7 Signs Your Kids’ Business Might Need Finance (And How You Can Help Without Just Handing Over Cash

If you’re a Baby Boomer, there’s a good chance your children are now running their own businesses – or seriously thinking about it.

You’ve worked hard to build your own financial security, and you probably don’t want to simply become “the Bank of Mum & Dad”. At the same time, you don’t want to see a good opportunity pass your kids by just because cash is tight.

The good news? Sometimes the answer isn’t you dipping into your savings – it’s about helping your kids recognise when professional finance might be appropriate, and connecting them with the right people.
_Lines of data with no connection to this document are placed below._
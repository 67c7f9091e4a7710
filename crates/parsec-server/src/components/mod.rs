//! One component per concern; each owns the operations of one protocol
//! family slice and shares the datamodel, the event bus and the server
//! configuration.

pub mod block;
pub mod invite;
pub mod organization;
pub mod realm;
pub mod sequester;
pub mod shamir;
pub mod user;
pub mod vlob;

use parsec_crypto::ed25519::VerifyKey;
use parsec_types::{DeviceID, UserID, UserProfile};

use crate::datamodel::OrganizationStore;

/// Author of an authenticated request, resolved against the store.
pub(crate) struct Author {
    pub device_id: DeviceID,
    pub user_id: UserID,
    pub profile: UserProfile,
    pub verify_key: VerifyKey,
}

#[derive(Debug, thiserror::Error)]
pub(crate) enum ResolveAuthorError {
    #[error("unknown device")]
    DeviceNotFound,
    #[error("author user is revoked")]
    UserRevoked,
}

/// Look up the author device and its owning user, rejecting revoked users.
///
/// Freezing, TOS and client-agent checks happen before dispatch; revocation
/// is re-checked here because it can race with the pre-check.
pub(crate) fn resolve_author(
    store: &OrganizationStore,
    device_id: DeviceID,
) -> Result<Author, ResolveAuthorError> {
    let device = store
        .devices
        .get(&device_id)
        .ok_or(ResolveAuthorError::DeviceNotFound)?;
    let user_id = device.cooked.user_id;
    let user = store
        .users
        .get(&user_id)
        .ok_or(ResolveAuthorError::DeviceNotFound)?;
    if user.is_revoked() {
        return Err(ResolveAuthorError::UserRevoked);
    }
    Ok(Author {
        device_id,
        user_id,
        profile: user.current_profile(),
        verify_key: device.cooked.verify_key.clone(),
    })
}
Here are seven common signs that a business may benefit from a loan, equipment finance or other funding – plus some simple conversation starters you can use.

1. The business is growing faster than the cash in the bank

Many successful businesses hit a point where demand is growing faster than cash flow. Your kids might be:

  • Taking on more orders or contracts than usual

  • Talking about hiring staff or moving to bigger premises

  • Excited about new customers, but worried about “how we’re going to fund it”

Why this can be a good time for finance
Growth often needs working capital – to cover wages, stock or setup costs until the new income comes in. The right facility can help them say “yes” to opportunities instead of turning them away.

How you might gently open the conversation

  • “It sounds like demand is really growing – do you ever feel like cash flow is struggling to keep up?”

  • “Are you planning any upgrades, extra staff or a new location this year?”

  • “Have you spoken to anyone about short-term finance so you’re not funding everything from your own pocket?”

2. Their equipment is getting old – or breaking down

Every business relies on tools: vehicles, machinery, computers, medical or trade equipment. Watch for comments like:

  • “The van’s back in the workshop again.”

  • “This machine’s well past its best.”

  • “We really should upgrade, but it’s a big lump of money.”

Why this can be a good time for finance
Equipment and asset finance can spread the cost of new vehicles or machinery over time, preserving cash in the business while improving reliability and productivity.

Conversation starters

  • “How are your vehicles and equipment holding up – are any major replacements coming up?”

  • “If you could upgrade one thing tomorrow to make life easier, what would it be?”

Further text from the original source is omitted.